We caught up with Tunbridge Wells-based musician James Myhill for an interview, following the release of his excellent ‘Year of The Rats’ album.
Hi James, tell us about yourself?
I’m a composer/producer currently residing in Kent but originally from London. Creating music is a passion for me, and I find it can be a necessity for my emotional well being sometimes.
I come from a musical background and have performed in a wide range of groups over the years as a younger adult, so I find myself drawing influences from lots of styles in some of my compositions.
Broadly speaking, though, my best work tends to fuse electronic and orchestral elements together and is mostly instrumental.
What is your songwriting process?
Sometimes I can be inspired by something I have experienced in life, and that can motivate me to create a piece of music. I may also hear an idea in my head and just record it as soon as I can as a simple midi keyboard sound for example, and then come back to it at a later date, and develop it into something much bigger.
Occasionally I may continue to write it in my head and then incrementally build the piece, bit by bit when I have time to do so. Sometimes I just let the leadoff so to speak, and dive in and make something from start to finish, purely on instinct, and let the musical direction carve itself almost.
Tell us about your latest release?
It’s a re-imagining of an old EP I put out in 2017, extended into a 13 track album (with additional content available if you get it on my Bandcamp).
It is essentially a collection of instrumentals, touching on different levels of intensity, from the positive and uplifting, to sinister, dark and foreboding moods.
It uses a lot of orchestral elements, some minimal experimental vocal sounds, guitars and synths etc. The title was inspired originally by my own political anger at the state of the world, and some of the figureheads involved in what I considered to be detrimental decisions for the U.K, as well as the appointment of certain global political leaders.. make of that what you will.
The re-release was driven still very much by this, but also because of the environmental crises, and ultimately, of course, the global pandemic. The association of rats with fear and disease made it an obvious choice.
The album should be digested as an exploration of the darkness we may all feel, but the moments of light, particularly in the final track, can serve to give us a sense of hope.

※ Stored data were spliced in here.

use serde::{Deserialize, Deserializer, de::Error};
use serde_json::Value;

/// Xtream panels are inconsistent about quoting ids, so accept both
fn lenient_string<'de, D>(deserializer: D) -> Result<String, D::Error>
where
    D: Deserializer<'de>,
{
    lenient_optional_string(deserializer)?
        .ok_or_else(|| D::Error::custom("Expected string or number"))
}

fn lenient_optional_string<'de, D>(deserializer: D) -> Result<Option<String>, D::Error>
where
    D: Deserializer<'de>,
{
    match Value::deserialize(deserializer)? {
        Value::Null => Ok(None),
        Value::String(s) => Ok(Some(s)),
        Value::Number(n) => Ok(Some(n.to_string())),
        _ => Err(D::Error::custom("Expected string, number, or null")),
    }
}

/// Logos are cosmetic, anything that is not a string or a number is treated as absent
fn tolerant_string<'de, D>(deserializer: D) -> Result<Option<String>, D::Error>
where
    D: Deserializer<'de>,
{
    Ok(match Value::deserialize(deserializer)? {
        Value::String(s) => Some(s),
        Value::Number(n) => Some(n.to_string()),
        _ => None,
    })
}

/// A `get_live_categories` record
#[derive(Debug, Clone, PartialEq, Eq, Deserialize)]
pub struct Category {
    #[serde(deserialize_with = "lenient_string")]
    pub category_id: String,
    #[serde(deserialize_with = "lenient_string")]
    pub category_name: String,
}

/// A `get_live_streams` record
///
/// Only the fields the playlist needs are kept, any of them may be missing upstream.
#[derive(Debug, Clone, Default, PartialEq, Eq, Deserialize)]
pub struct Channel {
    #[serde(default, deserialize_with = "lenient_optional_string")]
    pub category_id: Option<String>,
    #[serde(default, deserialize_with = "lenient_optional_string")]
    pub name: Option<String>,
    #[serde(default, deserialize_with = "lenient_optional_string")]
    pub stream_id: Option<String>,
    #[serde(default, deserialize_with = "tolerant_string")]
    pub stream_icon: Option<String>,
}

I try not to be cliche’d about music most of the time, but with this release, there really was quite a lot of artistic inspiration and vision driving the sounds.
What message do you think your music conveys to your fans?
I put out a lot of different styles sometimes, but with this particular release, I hope it conveys a sense of someone writing with artistic freedom. Beyond that, it’s up to the listener to experience it in their own way.
Who are your musical influences?
I would have to say, Trent Reznor, especially the film score work he has done with Atticus Ross. Other film/tv composers as well, for example, Mac Quayle – who wrote the music for Mr. Robot.
I’m influenced in my orchestral arrangements by Debussy a fair bit I think, and beyond this, a host of 90s rock bands are probably swimming around upstairs somewhere, subconsciously influencing how I write 😀
Who are your non-musical influences?
Snooker players Jimmy White & Ronnie O’Sullivan, Lebron James & Javale McGee of the LA Lakers Basketball team. Comedian Dylan Moran to name but a few.
What’s the best gig that you have ever played?
It’s not been for some time, but I would have to say playing in my Funk band The Layers at Jamm in Brixton one time years ago was a great one. We had a wicked crowd.
I also played a random hippie festival in Wales in a band at University, and the experience was awesome. Sorry that’s two, isn’t it? I couldn’t really choose!
What is your funniest gig moment?
It wasn’t funny at the time, but looking back, I did a gig at school in my 6th form, and my bass amp caught fire. It was quite Spinal Tap!
What do you think are the biggest obstacles for bands/artists today?
The problem is undoubtedly that there are many many more openings, but also many many more people being able to record and produce to a good enough standard to release commercially.
In that respect, I’m very much part of the traffic, I suppose. It’s difficult to get heard through the noise, and a lot of the time now, social media reach is almost redundant.
I think the only answer is to get creative with promotion and get the music into the right places so that people can discover it for themselves. Currently, the biggest obstacle for a band would also be not being able to play a gig due to the pandemic!
What advice would you give to other bands/artists starting out?
Don’t expect too much from those immediately around you support wise beyond a certain point. Think about who is going to listen to your music, and then try and get it to the right ears.
Constantly look to improve and get better, and keep enjoying it, because, for the vast majority, it will come with frustration, but take time and build the right contacts and some things can happen.
What are your hopes for the next two years?
To extend my listener base, and to seek out opportunities to get my music used in film and tv. I’ve also taken a contract to compose for a computer game, so that’s very promising indeed.
I would say I’m probably going to take a break from releasing anything myself, but knowing me, this is very much subject to change if I get inspired!